**Study material:**
|---|

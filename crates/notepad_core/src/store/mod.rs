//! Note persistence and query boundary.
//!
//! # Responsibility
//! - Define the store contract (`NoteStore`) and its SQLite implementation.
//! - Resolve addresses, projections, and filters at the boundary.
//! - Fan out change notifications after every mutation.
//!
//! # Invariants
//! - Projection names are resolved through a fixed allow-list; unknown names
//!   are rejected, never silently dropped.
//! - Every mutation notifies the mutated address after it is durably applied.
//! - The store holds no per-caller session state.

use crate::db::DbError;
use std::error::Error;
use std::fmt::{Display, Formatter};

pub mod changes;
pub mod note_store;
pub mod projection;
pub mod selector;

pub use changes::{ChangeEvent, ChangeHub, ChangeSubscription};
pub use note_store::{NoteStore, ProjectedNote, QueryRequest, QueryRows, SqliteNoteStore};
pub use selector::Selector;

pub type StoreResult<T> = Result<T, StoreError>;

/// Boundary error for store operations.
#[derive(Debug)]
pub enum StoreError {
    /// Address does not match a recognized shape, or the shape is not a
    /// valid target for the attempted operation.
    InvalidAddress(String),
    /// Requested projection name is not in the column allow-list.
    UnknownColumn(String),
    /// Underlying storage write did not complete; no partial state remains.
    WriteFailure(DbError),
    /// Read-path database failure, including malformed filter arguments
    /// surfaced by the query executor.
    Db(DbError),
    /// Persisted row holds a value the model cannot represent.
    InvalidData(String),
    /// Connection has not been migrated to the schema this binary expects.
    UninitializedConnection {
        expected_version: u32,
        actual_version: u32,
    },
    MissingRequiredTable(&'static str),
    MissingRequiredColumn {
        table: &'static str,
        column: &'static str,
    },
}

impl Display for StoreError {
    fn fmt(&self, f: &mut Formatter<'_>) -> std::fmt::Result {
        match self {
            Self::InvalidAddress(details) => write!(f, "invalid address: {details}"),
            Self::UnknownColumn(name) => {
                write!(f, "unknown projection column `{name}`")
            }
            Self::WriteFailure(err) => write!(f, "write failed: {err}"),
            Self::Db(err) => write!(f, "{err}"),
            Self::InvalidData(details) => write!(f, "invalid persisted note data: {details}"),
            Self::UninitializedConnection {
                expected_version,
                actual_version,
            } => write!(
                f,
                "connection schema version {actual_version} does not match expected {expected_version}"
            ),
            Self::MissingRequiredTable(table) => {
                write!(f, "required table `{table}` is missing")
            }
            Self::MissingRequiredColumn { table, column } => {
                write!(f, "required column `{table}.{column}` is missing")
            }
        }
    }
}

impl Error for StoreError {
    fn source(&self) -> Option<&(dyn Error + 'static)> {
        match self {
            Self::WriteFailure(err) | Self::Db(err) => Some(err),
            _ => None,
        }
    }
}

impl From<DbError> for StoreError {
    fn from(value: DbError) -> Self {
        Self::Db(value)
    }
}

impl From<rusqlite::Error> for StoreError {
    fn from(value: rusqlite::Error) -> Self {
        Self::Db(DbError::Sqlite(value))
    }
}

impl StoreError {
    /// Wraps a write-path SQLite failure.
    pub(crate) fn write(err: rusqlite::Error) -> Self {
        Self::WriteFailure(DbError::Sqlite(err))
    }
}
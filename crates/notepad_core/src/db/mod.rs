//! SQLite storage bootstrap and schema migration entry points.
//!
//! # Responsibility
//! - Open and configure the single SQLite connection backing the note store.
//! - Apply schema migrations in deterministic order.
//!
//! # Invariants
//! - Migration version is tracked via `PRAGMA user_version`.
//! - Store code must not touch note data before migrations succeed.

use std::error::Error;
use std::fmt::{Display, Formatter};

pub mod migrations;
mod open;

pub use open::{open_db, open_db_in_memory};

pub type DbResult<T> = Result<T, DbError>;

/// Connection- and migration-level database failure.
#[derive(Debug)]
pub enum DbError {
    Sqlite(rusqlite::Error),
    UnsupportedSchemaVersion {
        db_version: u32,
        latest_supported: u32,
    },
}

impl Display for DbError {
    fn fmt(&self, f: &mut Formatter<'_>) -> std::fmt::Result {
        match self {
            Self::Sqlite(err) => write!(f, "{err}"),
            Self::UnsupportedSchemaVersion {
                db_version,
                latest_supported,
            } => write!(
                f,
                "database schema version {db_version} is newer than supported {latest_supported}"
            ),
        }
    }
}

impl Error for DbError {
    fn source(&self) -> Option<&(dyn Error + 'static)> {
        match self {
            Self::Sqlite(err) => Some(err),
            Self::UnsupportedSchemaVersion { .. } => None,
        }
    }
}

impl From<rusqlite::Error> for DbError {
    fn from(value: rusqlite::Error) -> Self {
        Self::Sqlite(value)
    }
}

|---|

**What to do:** Show the lines above that include "UnsupportedSchemaVersion".

**Result for this task:**
    UnsupportedSchemaVersion {
            Self::UnsupportedSchemaVersion {
            Self::UnsupportedSchemaVersion { .. } => None,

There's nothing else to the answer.